Goal of the exercise
Lines that include the word "value" should be copied from the listing that follows.

-----

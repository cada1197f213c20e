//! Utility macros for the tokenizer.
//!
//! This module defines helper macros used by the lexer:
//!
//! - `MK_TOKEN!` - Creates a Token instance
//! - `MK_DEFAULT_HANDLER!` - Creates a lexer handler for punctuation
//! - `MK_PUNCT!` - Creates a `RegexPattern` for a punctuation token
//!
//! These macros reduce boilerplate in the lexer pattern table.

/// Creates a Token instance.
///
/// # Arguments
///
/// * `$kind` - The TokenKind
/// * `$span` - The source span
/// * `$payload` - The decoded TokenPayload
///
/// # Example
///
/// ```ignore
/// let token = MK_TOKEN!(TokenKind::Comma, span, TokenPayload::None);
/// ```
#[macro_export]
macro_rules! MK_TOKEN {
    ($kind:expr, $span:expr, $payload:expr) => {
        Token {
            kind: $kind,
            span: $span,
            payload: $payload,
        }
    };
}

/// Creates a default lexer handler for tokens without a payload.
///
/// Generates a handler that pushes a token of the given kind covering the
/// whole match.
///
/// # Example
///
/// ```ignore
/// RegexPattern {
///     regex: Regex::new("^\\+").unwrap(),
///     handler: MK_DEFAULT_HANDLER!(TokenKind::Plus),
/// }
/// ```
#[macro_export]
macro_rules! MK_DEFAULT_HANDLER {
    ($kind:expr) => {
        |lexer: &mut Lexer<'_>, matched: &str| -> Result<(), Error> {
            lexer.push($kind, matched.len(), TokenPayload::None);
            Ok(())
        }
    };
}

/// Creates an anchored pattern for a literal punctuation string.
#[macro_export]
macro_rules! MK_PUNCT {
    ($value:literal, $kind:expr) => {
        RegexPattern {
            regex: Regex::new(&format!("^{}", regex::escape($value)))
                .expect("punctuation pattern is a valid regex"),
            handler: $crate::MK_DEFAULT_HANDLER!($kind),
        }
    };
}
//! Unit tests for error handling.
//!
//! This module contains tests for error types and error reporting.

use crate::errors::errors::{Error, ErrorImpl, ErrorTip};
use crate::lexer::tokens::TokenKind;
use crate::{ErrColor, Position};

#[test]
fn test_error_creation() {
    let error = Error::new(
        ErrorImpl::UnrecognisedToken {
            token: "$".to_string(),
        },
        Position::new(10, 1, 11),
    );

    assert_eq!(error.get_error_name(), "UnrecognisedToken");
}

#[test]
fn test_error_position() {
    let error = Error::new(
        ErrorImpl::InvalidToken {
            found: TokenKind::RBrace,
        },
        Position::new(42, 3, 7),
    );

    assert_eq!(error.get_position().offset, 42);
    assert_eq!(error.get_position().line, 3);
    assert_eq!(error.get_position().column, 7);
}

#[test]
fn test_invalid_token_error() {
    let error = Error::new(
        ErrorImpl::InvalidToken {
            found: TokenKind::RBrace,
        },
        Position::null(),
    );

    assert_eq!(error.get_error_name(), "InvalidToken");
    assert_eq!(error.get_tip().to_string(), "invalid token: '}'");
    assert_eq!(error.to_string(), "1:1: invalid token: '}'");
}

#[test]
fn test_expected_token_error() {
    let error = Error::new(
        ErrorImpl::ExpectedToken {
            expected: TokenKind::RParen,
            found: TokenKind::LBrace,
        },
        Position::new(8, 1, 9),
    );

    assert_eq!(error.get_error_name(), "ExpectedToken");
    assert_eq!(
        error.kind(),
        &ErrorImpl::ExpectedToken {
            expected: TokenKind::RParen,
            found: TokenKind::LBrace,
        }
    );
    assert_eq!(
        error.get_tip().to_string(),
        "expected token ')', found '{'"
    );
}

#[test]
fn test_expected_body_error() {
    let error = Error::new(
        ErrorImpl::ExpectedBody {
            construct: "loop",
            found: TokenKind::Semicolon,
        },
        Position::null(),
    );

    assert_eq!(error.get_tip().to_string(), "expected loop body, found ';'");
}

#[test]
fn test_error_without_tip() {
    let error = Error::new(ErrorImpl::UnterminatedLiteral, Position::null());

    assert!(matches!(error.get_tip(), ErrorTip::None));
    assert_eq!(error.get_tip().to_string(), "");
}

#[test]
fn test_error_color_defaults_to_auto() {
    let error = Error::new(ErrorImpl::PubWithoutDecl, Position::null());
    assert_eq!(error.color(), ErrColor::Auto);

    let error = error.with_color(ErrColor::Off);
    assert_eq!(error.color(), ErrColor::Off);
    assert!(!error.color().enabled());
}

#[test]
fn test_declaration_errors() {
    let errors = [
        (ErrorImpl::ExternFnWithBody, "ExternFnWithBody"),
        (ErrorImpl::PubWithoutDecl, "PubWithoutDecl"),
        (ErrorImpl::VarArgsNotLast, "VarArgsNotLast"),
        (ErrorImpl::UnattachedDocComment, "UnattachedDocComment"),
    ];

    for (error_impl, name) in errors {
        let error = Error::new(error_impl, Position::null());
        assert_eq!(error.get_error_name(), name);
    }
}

-----

Answer to the problem
    ($value:literal, $kind:expr) => {
            regex: Regex::new(&format!("^{}", regex::escape($value)))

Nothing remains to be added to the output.